▸ **What you need to do**
Exact repetition of every record is required.

Items from a data source:
# # # # #

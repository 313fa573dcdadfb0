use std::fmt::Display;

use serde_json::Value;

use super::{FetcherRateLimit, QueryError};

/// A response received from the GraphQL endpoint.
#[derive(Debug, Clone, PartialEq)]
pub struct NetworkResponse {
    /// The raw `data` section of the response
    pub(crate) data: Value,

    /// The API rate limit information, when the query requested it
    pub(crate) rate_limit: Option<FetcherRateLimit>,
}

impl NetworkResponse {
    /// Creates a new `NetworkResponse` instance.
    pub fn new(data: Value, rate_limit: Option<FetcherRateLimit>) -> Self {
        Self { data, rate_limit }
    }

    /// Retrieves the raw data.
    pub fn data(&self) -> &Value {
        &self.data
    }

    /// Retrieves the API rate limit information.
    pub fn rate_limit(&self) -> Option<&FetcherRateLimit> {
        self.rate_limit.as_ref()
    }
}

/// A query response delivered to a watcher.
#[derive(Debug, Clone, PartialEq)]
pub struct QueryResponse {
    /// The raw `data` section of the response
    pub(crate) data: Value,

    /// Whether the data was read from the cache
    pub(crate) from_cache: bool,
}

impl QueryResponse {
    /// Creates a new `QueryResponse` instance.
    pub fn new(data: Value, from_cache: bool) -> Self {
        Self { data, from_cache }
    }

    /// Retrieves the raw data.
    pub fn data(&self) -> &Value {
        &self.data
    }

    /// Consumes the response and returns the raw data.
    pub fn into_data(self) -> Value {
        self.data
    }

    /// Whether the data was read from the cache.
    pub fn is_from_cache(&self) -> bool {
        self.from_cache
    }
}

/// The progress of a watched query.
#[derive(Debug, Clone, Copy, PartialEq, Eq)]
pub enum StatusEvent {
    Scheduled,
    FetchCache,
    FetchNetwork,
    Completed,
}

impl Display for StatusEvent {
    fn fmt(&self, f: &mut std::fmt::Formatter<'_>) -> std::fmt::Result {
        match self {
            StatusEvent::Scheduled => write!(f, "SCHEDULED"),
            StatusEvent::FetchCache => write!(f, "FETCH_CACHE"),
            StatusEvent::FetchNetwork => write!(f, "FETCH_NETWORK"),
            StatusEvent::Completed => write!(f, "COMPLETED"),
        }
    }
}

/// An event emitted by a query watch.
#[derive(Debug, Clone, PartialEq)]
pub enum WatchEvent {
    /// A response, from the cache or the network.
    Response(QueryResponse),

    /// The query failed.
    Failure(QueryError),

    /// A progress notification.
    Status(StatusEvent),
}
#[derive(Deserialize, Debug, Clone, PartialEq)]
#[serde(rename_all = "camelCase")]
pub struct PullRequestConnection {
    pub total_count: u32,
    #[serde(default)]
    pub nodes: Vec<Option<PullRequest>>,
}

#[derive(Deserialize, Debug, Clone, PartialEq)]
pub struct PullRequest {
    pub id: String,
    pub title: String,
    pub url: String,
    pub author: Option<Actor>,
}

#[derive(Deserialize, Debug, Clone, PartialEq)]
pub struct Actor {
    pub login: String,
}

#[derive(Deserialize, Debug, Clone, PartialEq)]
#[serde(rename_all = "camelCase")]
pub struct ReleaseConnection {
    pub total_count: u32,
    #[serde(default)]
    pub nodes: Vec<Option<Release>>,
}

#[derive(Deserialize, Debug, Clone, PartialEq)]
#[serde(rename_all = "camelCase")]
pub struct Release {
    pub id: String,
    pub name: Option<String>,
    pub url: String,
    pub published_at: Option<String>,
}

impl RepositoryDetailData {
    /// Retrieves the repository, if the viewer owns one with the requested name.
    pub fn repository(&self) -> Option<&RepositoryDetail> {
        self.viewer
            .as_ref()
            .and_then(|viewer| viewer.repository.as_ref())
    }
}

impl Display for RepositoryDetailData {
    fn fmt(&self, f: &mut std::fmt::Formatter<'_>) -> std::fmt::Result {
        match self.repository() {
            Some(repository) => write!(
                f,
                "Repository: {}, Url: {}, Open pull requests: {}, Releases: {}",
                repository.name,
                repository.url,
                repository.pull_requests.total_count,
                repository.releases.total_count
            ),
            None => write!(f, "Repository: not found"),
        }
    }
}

# # # # #

▸ **Answer below**
repository 313fa573dcdadfb0
use std::fmt::Display;

use serde_json::Value;

use super::{FetcherRateLimit, QueryError};

/// A response received from the GraphQL endpoint.
#[derive(Debug, Clone, PartialEq)]
pub struct NetworkResponse {
    /// The raw `data` section of the response
    pub(crate) data: Value,

    /// The API rate limit information, when the query requested it
    pub(crate) rate_limit: Option<FetcherRateLimit>,
}

impl NetworkResponse {
    /// Creates a new `NetworkResponse` instance.
    pub fn new(data: Value, rate_limit: Option<FetcherRateLimit>) -> Self {
        Self { data, rate_limit }
    }

    /// Retrieves the raw data.
    pub fn data(&self) -> &Value {
        &self.data
    }

    /// Retrieves the API rate limit information.
    pub fn rate_limit(&self) -> Option<&FetcherRateLimit> {
        self.rate_limit.as_ref()
    }
}

/// A query response delivered to a watcher.
#[derive(Debug, Clone, PartialEq)]
pub struct QueryResponse {
    /// The raw `data` section of the response
    pub(crate) data: Value,

    /// Whether the data was read from the cache
    pub(crate) from_cache: bool,
}

impl QueryResponse {
    /// Creates a new `QueryResponse` instance.
    pub fn new(data: Value, from_cache: bool) -> Self {
        Self { data, from_cache }
    }

    /// Retrieves the raw data.
    pub fn data(&self) -> &Value {
        &self.data
    }

    /// Consumes the response and returns the raw data.
    pub fn into_data(self) -> Value {
        self.data
    }

    /// Whether the data was read from the cache.
    pub fn is_from_cache(&self) -> bool {
        self.from_cache
    }
}

/// The progress of a watched query.
#[derive(Debug, Clone, Copy, PartialEq, Eq)]
pub enum StatusEvent {
    Scheduled,
    FetchCache,
    FetchNetwork,
    Completed,
}

impl Display for StatusEvent {
    fn fmt(&self, f: &mut std::fmt::Formatter<'_>) -> std::fmt::Result {
        match self {
            StatusEvent::Scheduled => write!(f, "SCHEDULED"),
            StatusEvent::FetchCache => write!(f, "FETCH_CACHE"),
            StatusEvent::FetchNetwork => write!(f, "FETCH_NETWORK"),
            StatusEvent::Completed => write!(f, "COMPLETED"),
        }
    }
}

/// An event emitted by a query watch.
#[derive(Debug, Clone, PartialEq)]
pub enum WatchEvent {
    /// A response, from the cache or the network.
    Response(QueryResponse),

    /// The query failed.
    Failure(QueryError),

    /// A progress notification.
    Status(StatusEvent),
}
#[derive(Deserialize, Debug, Clone, PartialEq)]
#[serde(rename_all = "camelCase")]
pub struct PullRequestConnection {
    pub total_count: u32,
    #[serde(default)]
    pub nodes: Vec<Option<PullRequest>>,
}

#[derive(Deserialize, Debug, Clone, PartialEq)]
pub struct PullRequest {
    pub id: String,
    pub title: String,
    pub url: String,
    pub author: Option<Actor>,
}

#[derive(Deserialize, Debug, Clone, PartialEq)]
pub struct Actor {
    pub login: String,
}

#[derive(Deserialize, Debug, Clone, PartialEq)]
#[serde(rename_all = "camelCase")]
pub struct ReleaseConnection {
    pub total_count: u32,
    #[serde(default)]
    pub nodes: Vec<Option<Release>>,
}

#[derive(Deserialize, Debug, Clone, PartialEq)]
#[serde(rename_all = "camelCase")]
pub struct Release {
    pub id: String,
    pub name: Option<String>,
    pub url: String,
    pub published_at: Option<String>,
}

impl RepositoryDetailData {
    /// Retrieves the repository, if the viewer owns one with the requested name.
    pub fn repository(&self) -> Option<&RepositoryDetail> {
        self.viewer
            .as_ref()
            .and_then(|viewer| viewer.repository.as_ref())
    }
}

impl Display for RepositoryDetailData {
    fn fmt(&self, f: &mut std::fmt::Formatter<'_>) -> std::fmt::Result {
        match self.repository() {
            Some(repository) => write!(
                f,
                "Repository: {}, Url: {}, Open pull requests: {}, Releases: {}",
                repository.name,
                repository.url,
                repository.pull_requests.total_count,
                repository.releases.total_count
            ),
            None => write!(f, "Repository: not found"),
        }
    }
}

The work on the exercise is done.